The lawsuit alleges The Greenspan Company/Adjusters International employed a convicted felon, Mark Fratkin, who in 1991 was convicted of embezzlement and related felonies, to engage in insurance- and public adjusting-related transactions for the company, thereby violating many California and federal laws. The Greenspan Company/Adjusters International, it is alleged, allowed Mr. Fratkin to engage in the unauthorized practice of public adjusting, which requires a license to practice in California. Among other things, Mr. Fratkin is alleged to have acted as a de facto officer and director of The Greenspan Company/Adjusters International, in charge of operating its entire sales, claims, and operational departments. The lawsuit also claims that The Greenspan Company/Adjusters International allowed Mr. Fratkin to impersonate other Greenspan sales employees, including Masood Khan, on external communications in an attempt to cover up Mr. Fratkin’s unlawful activity and role at the company from insurance companies, other outside entities, and clients.
Mr. Khan is claiming he complained to senior management numerous times regarding Mr. Fratkin’s illegal activities, and that Mr. Fratkin’s ongoing illegal conduct put Mr. Khan and other employees at risk of liability or the loss of their own public adjusting licenses. Nevertheless, Greenspan’s management ignored or dismissed Mr. Khan’s complaints and instructed Mr. Khan to carry on with his work.
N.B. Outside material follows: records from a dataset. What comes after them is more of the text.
//! Proximity clustering of clusterable candidates.
//!
//! Runs after the main placement. Candidates of one cluster group whose
//! footprints lie within `proximity_px` of each other form a component; a
//! component large enough and containing at least one member that lost its
//! space is replaced by a synthesized cluster candidate.

use std::collections::BTreeMap;
use std::sync::Arc;

use foundation::bounds::Aabb2;
use foundation::math::{ConvexPolygon, Vec2, Vec3};
use tracing::{trace, warn};

use crate::candidate::{EntryId, ObjectKey};
use crate::config::ClusterConfig;
use crate::error::ClusterError;
use crate::grid::OverlapGrid;

/// Display parameters shared by every cluster of one class.
#[derive(Debug, Clone, PartialEq)]
pub struct ClusterParams {
    /// Transition duration for member/cluster swaps; `None` uses the regular
    /// fade durations.
    pub animation_s: Option<f64>,
    pub selectable: bool,
    /// Footprint used when the generator produces nothing usable.
    pub size_px: Vec2,
    /// Opaque host handle for the shader animating member motion.
    pub motion_shader: Option<u64>,
}

impl Default for ClusterParams {
    fn default() -> Self {
        Self {
            animation_s: None,
            selectable: true,
            size_px: Vec2::new(32.0, 32.0),
            motion_shader: None,
        }
    }
}

/// A member as seen by the generator.
#[derive(Debug, Clone, PartialEq)]
pub struct ClusterMember {
    pub key: ObjectKey,
    pub id: EntryId,
    pub screen_pos: Vec2,
    pub world_anchor: Vec3,
    pub importance: f64,
}

/// What a generator hands back for one cluster.
#[derive(Debug, Clone, PartialEq)]
pub struct ClusterVisual {
    /// Screen footprint relative to the cluster anchor.
    pub footprint: ConvexPolygon,
    /// Host content handle (texture, drawable, ...), passed through untouched.
    pub content: Option<u64>,
}

/// Host hook producing cluster visuals.
///
/// Per pass the engine calls `start` once, `make_cluster` once per cluster in
/// deterministic order, then `end` once.
pub trait ClusterGenerator: Send {
    fn start(&mut self) {}

    fn make_cluster(
        &mut self,
        group: i32,
        members: &[ClusterMember],
    ) -> Result<ClusterVisual, ClusterError>;

    fn end(&mut self) {}

    fn params(&self, _group: i32) -> ClusterParams {
        ClusterParams::default()
    }
}

/// A clusterable candidate after the main placement.
#[derive(Debug, Clone, PartialEq)]
pub struct ClusterInput {
    pub key: ObjectKey,
    pub id: EntryId,
    pub group: i32,
    /// Center-placement footprint on screen.
    pub bounds: Aabb2,
    pub screen_pos: Vec2,
    pub world_anchor: Vec3,
    pub importance: f64,
    pub placed: bool,
}

#[derive(Debug, Clone, PartialEq)]
pub struct ClusterResult {
    pub key: ObjectKey,
    pub group: i32,
    /// Member keys, ascending.
    pub members: Vec<ObjectKey>,
    pub member_ids: Vec<EntryId>,
    pub screen_pos: Vec2,
    pub world_anchor: Vec3,
    pub importance: f64,
    pub footprint: ConvexPolygon,
    pub content: Option<u64>,
    pub params: Arc<ClusterParams>,
    /// `false` when the fallback footprint was used.
    pub generated: bool,
}

/// Groups `inputs` into clusters.
///
/// Returns member index lists, each sorted by member key; the lists are
/// ordered by group, then by first member key.
pub fn find_clusters(
    inputs: &[ClusterInput],
    config: &ClusterConfig,
    bounds: Aabb2,
    cells: usize,
) -> Vec<Vec<usize>> {
    let mut by_group: BTreeMap<i32, Vec<usize>> = BTreeMap::new();
    for (i, input) in inputs.iter().enumerate() {
        if input.group >= 0 {
            by_group.entry(input.group).or_default().push(i);
        }
    }

    let half = config.proximity_px * 0.5;
    let mut out = Vec::new();
    for (group, indices) in by_group {
        if indices.len() < config.min_members {
            continue;
        }

        let mut grid = OverlapGrid::new(bounds, cells);
        // grid slot -> position in `indices`
        let mut slots = Vec::with_capacity(indices.len());
        let mut rects = Vec::with_capacity(indices.len());
        for (local, &i) in indices.iter().enumerate() {
            let rect = inputs[i].bounds.expanded(half, half);
            if grid.force_insert(ConvexPolygon::from_aabb(&rect)).is_some() {
                slots.push(local);
                rects.push(rect);
            }
        }

        let mut sets = DisjointSet::new(indices.len());
        for (slot, rect) in rects.iter().enumerate() {
            for hit in grid.query(rect) {
                sets.union(slots[slot], slots[hit]);
            }
        }

        let mut components: BTreeMap<usize, Vec<usize>> = BTreeMap::new();
        for &local in &slots {
            components
                .entry(sets.find(local))
                .or_default()
                .push(indices[local]);
        }

        let mut found: Vec<Vec<usize>> = components
            .into_values()
            .filter(|members| {
                members.len() >= config.min_members && members.iter().any(|&i| !inputs[i].placed)
            })
            .map(|mut members| {
                members.sort_by(|&a, &b| inputs[a].key.cmp(&inputs[b].key));
                members
            })
            .collect();
        found.sort_by(|a, b| inputs[a[0]].key.cmp(&inputs[b[0]].key));
        trace!(group, clusters = found.len(), "cluster components");
        out.extend(found);
    }
    out
}

/// Synthesizes one cluster per component, driving the generator lifecycle.
pub fn build_clusters(
    components: &[Vec<usize>],
    inputs: &[ClusterInput],
    generator: &mut dyn ClusterGenerator,
    config: &ClusterConfig,
) -> Vec<ClusterResult> {
    generator.start();
    let mut params_by_group: BTreeMap<i32, Arc<ClusterParams>> = BTreeMap::new();
    let mut out = Vec::with_capacity(components.len());

    for component in components {
        let Some(&first) = component.first() else {
            continue;
        };
        let group = inputs[first].group;
        let params = params_by_group
            .entry(group)
            .or_insert_with(|| Arc::new(generator.params(group)))
            .clone();

        let members: Vec<ClusterMember> = component
            .iter()
            .map(|&i| ClusterMember {
                key: inputs[i].key.clone(),
                id: inputs[i].id,
                screen_pos: inputs[i].screen_pos,
                world_anchor: inputs[i].world_anchor,
                importance: inputs[i].importance,
            })
            .collect();
        let key = cluster_key(group, &members);

        let (footprint, content, generated) = match generator.make_cluster(group, &members) {
            Ok(visual) if usable(&visual.footprint) => (visual.footprint, visual.content, true),
            Ok(visual) => {
                warn!(cluster = %key, error = %ClusterError::EmptyContent, "using fallback footprint");
                (fallback(&params), visual.content, false)
            }
            Err(e) => {
                warn!(cluster = %key, error = %e, "using fallback footprint");
                (fallback(&params), None, false)
            }
        };

        let n = members.len() as f64;
        let screen_sum = members
            .iter()
            .fold(Vec2::ZERO, |acc, m| acc + m.screen_pos);
        let world_sum = members
            .iter()
            .fold(Vec3::ZERO, |acc, m| acc + m.world_anchor);
        let importance = members
            .iter()
            .map(|m| m.importance)
            .fold(f64::NEG_INFINITY, f64::max)
            + config.importance_boost;

        out.push(ClusterResult {
            key,
            group,
            members: members.iter().map(|m| m.key.clone()).collect(),
            member_ids: members.iter().map(|m| m.id).collect(),
            screen_pos: screen_sum.scale(1.0 / n),
            world_anchor: world_sum.scale(1.0 / n),
            importance,
            footprint,
            content,
            params,
            generated,
        });
    }

    generator.end();
    out
}

/// `cluster-{group}-{digest}` over the group and the sorted member keys.
pub fn cluster_key(group: i32, members: &[ClusterMember]) -> ObjectKey {
    let mut hasher = blake3::Hasher::new();
    hasher.update(&group.to_le_bytes());
    for m in members {
        hasher.update(m.key.to_string().as_bytes());
        hasher.update(&[0]);
    }
    let hex = hasher.finalize().to_hex();
    ObjectKey::Cluster(format!("cluster-{group}-{}", &hex.as_str()[..16]))
}

fn usable(footprint: &ConvexPolygon) -> bool {
    let b = footprint.bounds();
    footprint.is_finite() && !b.is_empty() && b.width() > 0.0 && b.height() > 0.0
}

fn fallback(params: &ClusterParams) -> ConvexPolygon {
    ConvexPolygon::centered_rect(params.size_px.x.max(1.0), params.size_px.y.max(1.0))
}

struct DisjointSet {
    parent: Vec<usize>,
}

impl DisjointSet {
    fn new(n: usize) -> Self {
        Self {
            parent: (0..n).collect(),
        }
    }

    fn find(&mut self, mut x: usize) -> usize {
        while self.parent[x] != x {
            self.parent[x] = self.parent[self.parent[x]];
            x = self.parent[x];
        }
        x
    }

    /// The smaller root wins so component roots are stable.
    fn union(&mut self, a: usize, b: usize) {
        let (ra, rb) = (self.find(a), self.find(b));
        if ra != rb {
            let (lo, hi) = if ra < rb { (ra, rb) } else { (rb, ra) };
            self.parent[hi] = lo;
        }
    }
}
Mr. Khan also claims that he was subjected to a discriminatory, harassing and hostile work environment in which he was routinely subjected to numerous racist slurs, bigoted comments, harassing conduct and abusive conditions due to his race, national origin and skin color. Senior management routinely referred to Mr. Khan by racially based slurs and insults according to the suit. Mr. Khan is also claiming that he received work assignments on the basis of his race, national origin, and skin color. He claims he was specifically told by two directors and officers of Greenspan named in the lawsuit, Paul Migdal and Steve Severaid, that Mr. Khan would be assigned to service major flood losses in Thailand because Mr. Khan is “brown just like everyone there, you’ll blend in.” Mr. Khan alleges that Greenspan assigned him to other locales, such as Guam and Puerto Rico, for the same reasons.
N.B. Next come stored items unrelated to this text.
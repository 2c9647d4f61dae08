//! Greedy, importance-ordered placement.
//!
//! Candidates are walked in a total order and each takes the first acceptable
//! orientation whose polygon fits in the overlap grid. Nothing is ever moved
//! once placed, so the result depends only on the sort order and the inputs.

use std::cmp::Ordering;
use std::collections::BTreeSet;

use foundation::math::{ConvexPolygon, Vec2, stable_total_cmp_f64};
use runtime::{CancelToken, Cancelled};
use tracing::trace;

use crate::candidate::{EntryId, ObjectKey, Placement, PlacementMask};
use crate::grid::OverlapGrid;

#[derive(Debug, Copy, Clone, PartialEq, Eq, PartialOrd, Ord, Hash)]
pub enum PlacementSource {
    Entry(EntryId),
    /// Index into the pass's synthesized clusters.
    Cluster(usize),
}

/// A visible candidate ready for the solver.
#[derive(Debug, Clone, PartialEq)]
pub struct PlacementInput {
    pub source: PlacementSource,
    pub key: ObjectKey,
    pub importance: f64,
    pub is_override: bool,
    pub merge_tag: Option<String>,
    pub screen_pos: Vec2,
    pub rotation: f64,
    /// Unrotated footprint relative to the anchor.
    pub footprint: ConvexPolygon,
    pub placements: PlacementMask,
    /// Orientation held in the previous pass, tried before the others.
    pub preferred: Option<Placement>,
}

impl PlacementInput {
    fn identity(&self) -> Option<&str> {
        match &self.key {
            ObjectKey::Identity(s) | ObjectKey::Cluster(s) => Some(s.as_str()),
            ObjectKey::Entry(_) => None,
        }
    }

    /// Screen polygon and rotated offset for `placement`.
    pub fn polygon_at(&self, placement: Placement, spacing: f64) -> (ConvexPolygon, Vec2) {
        let offset = offset_for(placement, &self.footprint, spacing).rotate(self.rotation);
        let polygon = self
            .footprint
            .rotated(self.rotation)
            .translated(self.screen_pos + offset);
        (polygon, offset)
    }

    /// Acceptable orientations in the order the solver tries them.
    pub fn attempt_order(&self) -> impl Iterator<Item = Placement> + '_ {
        let preferred = self.preferred.filter(|p| self.placements.contains(*p));
        preferred
            .into_iter()
            .chain(self.placements.iter().filter(move |p| Some(*p) != preferred))
    }
}

#[derive(Debug, Copy, Clone, PartialEq, Eq, Hash)]
pub enum RejectReason {
    /// The display cap was already reached.
    Cap,
    /// Every acceptable orientation overlapped something already placed.
    Overlap,
    /// Another candidate with the same merge tag came first.
    Merged,
    /// No acceptable orientation at all.
    NoPlacement,
}

impl RejectReason {
    pub fn name(self) -> &'static str {
        match self {
            RejectReason::Cap => "cap",
            RejectReason::Overlap => "overlap",
            RejectReason::Merged => "merged",
            RejectReason::NoPlacement => "no_placement",
        }
    }
}

#[derive(Debug, Clone, PartialEq)]
pub struct Placed {
    pub placement: Placement,
    /// Rotated orientation offset.
    pub offset: Vec2,
    pub polygon: ConvexPolygon,
    /// Override that fit nowhere and was inserted anyway.
    pub forced: bool,
}

#[derive(Debug, Clone, PartialEq)]
pub enum Outcome {
    Placed(Placed),
    Rejected(RejectReason),
}

impl Outcome {
    pub fn placed(&self) -> Option<&Placed> {
        match self {
            Outcome::Placed(p) => Some(p),
            Outcome::Rejected(_) => None,
        }
    }

    pub fn rejection(&self) -> Option<RejectReason> {
        match self {
            Outcome::Placed(_) => None,
            Outcome::Rejected(r) => Some(*r),
        }
    }
}

#[derive(Debug, Copy, Clone, PartialEq)]
pub struct SolverParams {
    /// Cap on placed non-override candidates.
    pub cap: Option<usize>,
    pub spacing_px: f64,
}

#[derive(Debug, Clone, Default, PartialEq)]
pub struct SolveOutput {
    /// One outcome per input, in input order.
    pub outcomes: Vec<Outcome>,
    pub placed: usize,
    pub rejected_overlap: usize,
    pub rejected_cap: usize,
    pub merged: usize,
}

/// Offset moving a centered footprint into the slot adjacent to the center
/// slot, before rotation.
pub fn offset_for(placement: Placement, footprint: &ConvexPolygon, spacing: f64) -> Vec2 {
    let b = footprint.bounds();
    let (w, h) = if b.is_empty() {
        (0.0, 0.0)
    } else {
        (b.width(), b.height())
    };
    match placement {
        Placement::Center => Vec2::ZERO,
        Placement::Right => Vec2::new(w + spacing, 0.0),
        Placement::Left => Vec2::new(-(w + spacing), 0.0),
        Placement::Above => Vec2::new(0.0, -(h + spacing)),
        Placement::Below => Vec2::new(0.0, h + spacing),
    }
}

/// Overrides first, then importance descending, then identity ascending
/// (anonymous last), then source ascending.
pub fn compare(a: &PlacementInput, b: &PlacementInput) -> Ordering {
    b.is_override
        .cmp(&a.is_override)
        .then_with(|| stable_total_cmp_f64(b.importance, a.importance))
        .then_with(|| match (a.identity(), b.identity()) {
            (Some(x), Some(y)) => x.cmp(y),
            (Some(_), None) => Ordering::Less,
            (None, Some(_)) => Ordering::Greater,
            (None, None) => Ordering::Equal,
        })
        .then_with(|| a.source.cmp(&b.source))
}

/// Input indices in solver order.
pub fn sort_order(inputs: &[PlacementInput]) -> Vec<usize> {
    let mut order: Vec<usize> = (0..inputs.len()).collect();
    order.sort_by(|&a, &b| compare(&inputs[a], &inputs[b]));
    order
}

/// Places `inputs` into `grid`.
///
/// Polls `token` once per candidate; on cancellation the grid is left
/// partially filled and must be discarded.
pub fn solve(
    inputs: &[PlacementInput],
    grid: &mut OverlapGrid,
    params: SolverParams,
    token: &CancelToken,
) -> Result<SolveOutput, Cancelled> {
    let mut out = SolveOutput {
        outcomes: vec![Outcome::Rejected(RejectReason::NoPlacement); inputs.len()],
        ..SolveOutput::default()
    };
    let mut seen_tags: BTreeSet<&str> = BTreeSet::new();
    let mut capped = 0usize;

    for i in sort_order(inputs) {
        token.checkpoint()?;
        let input = &inputs[i];

        if let Some(tag) = input.merge_tag.as_deref()
            && !seen_tags.insert(tag)
        {
            out.merged += 1;
            out.outcomes[i] = Outcome::Rejected(RejectReason::Merged);
            trace!(key = %input.key, tag, "merged");
            continue;
        }

        if !input.is_override
            && let Some(cap) = params.cap
            && capped >= cap
        {
            out.rejected_cap += 1;
            out.outcomes[i] = Outcome::Rejected(RejectReason::Cap);
            trace!(key = %input.key, cap, "display cap reached");
            continue;
        }

        let outcome = place_one(input, grid, params.spacing_px);
        match &outcome {
            Outcome::Placed(_) => {
                out.placed += 1;
                if !input.is_override {
                    capped += 1;
                }
            }
            Outcome::Rejected(reason) => {
                if *reason == RejectReason::Overlap {
                    out.rejected_overlap += 1;
                }
                trace!(key = %input.key, reason = reason.name(), "rejected");
            }
        }
        out.outcomes[i] = outcome;
    }
    Ok(out)
}

fn place_one(input: &PlacementInput, grid: &mut OverlapGrid, spacing: f64) -> Outcome {
    let mut first = None;
    for placement in input.attempt_order() {
        let (polygon, offset) = input.polygon_at(placement, spacing);
        if first.is_none() {
            first = Some((placement, polygon.clone(), offset));
        }
        if grid.insert(polygon.clone()) {
            return Outcome::Placed(Placed {
                placement,
                offset,
                polygon,
                forced: false,
            });
        }
    }

    let Some((placement, polygon, offset)) = first else {
        return Outcome::Rejected(RejectReason::NoPlacement);
    };
    if input.is_override && grid.force_insert(polygon.clone()).is_some() {
        return Outcome::Placed(Placed {
            placement,
            offset,
            polygon,
            forced: true,
        });
    }
    if polygon.is_empty() || !polygon.is_finite() {
        return Outcome::Rejected(RejectReason::NoPlacement);
    }
    Outcome::Rejected(RejectReason::Overlap)
}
Mr. Khan also claims that his superiors failed to pay him numerous sales commissions he rightfully earned. His work environment became so intolerable, Mr. Khan claims he felt he had no choice but to resign from his employment. A link to the lawsuit can be found by clicking HERE (CGC-19-581129).
The second lawsuit was filed by former employee Gary Johnson. Mr. Johnson was hired by The Greenspan Company/Adjusters International’s founder in 1982 as an Executive General Adjuster, and later became a Public Adjuster. Mr. Johnson became a full partner by 1990, and served as Greenspan Adjuster International, Inc.’s CEO and President from 2003 to 2005 before that entity merged with sister entity Adjusters International Pacific Northwest, Inc. Mr. Johnson claims he was wrongfully terminated in 2018, after 36 years of service, and has filed claims relating both to his termination and for claims relating to his status as a minority shareholder of Greenspan.
Mr. Johnson claims that certain directors, officers, and shareholders of Greenspan—Gordon Scott, Steve Severaid, Paul Migdal, James Warren, Clay Gibson, Drew Lucurell, and Chris Lucurell—acted in concert to create a pretext for Mr. Johnson’s termination and forced Mr. Johnson out of the company by illegitimate means, failed to compensate Mr. Johnson for wages and commissions owed, and conspired with one another to misappropriate Greenspan’s corporate funds. The misappropriated funds were used by these individuals to finance personal trips and vacations, to pay for extravagant parties in strip clubs, and even to compensate sex workers for illicit sexual acts. Like Mr. Khan, Mr. Johnson also alleges that Greenspan and its directors improperly permitted Mr. Fratkin to serve as a public adjuster for the company despite lacking the required licensing and being ineligible to obtain a license due to his prior felony convictions. A link to the lawsuit can be found by clicking HERE (CGC-20-583239).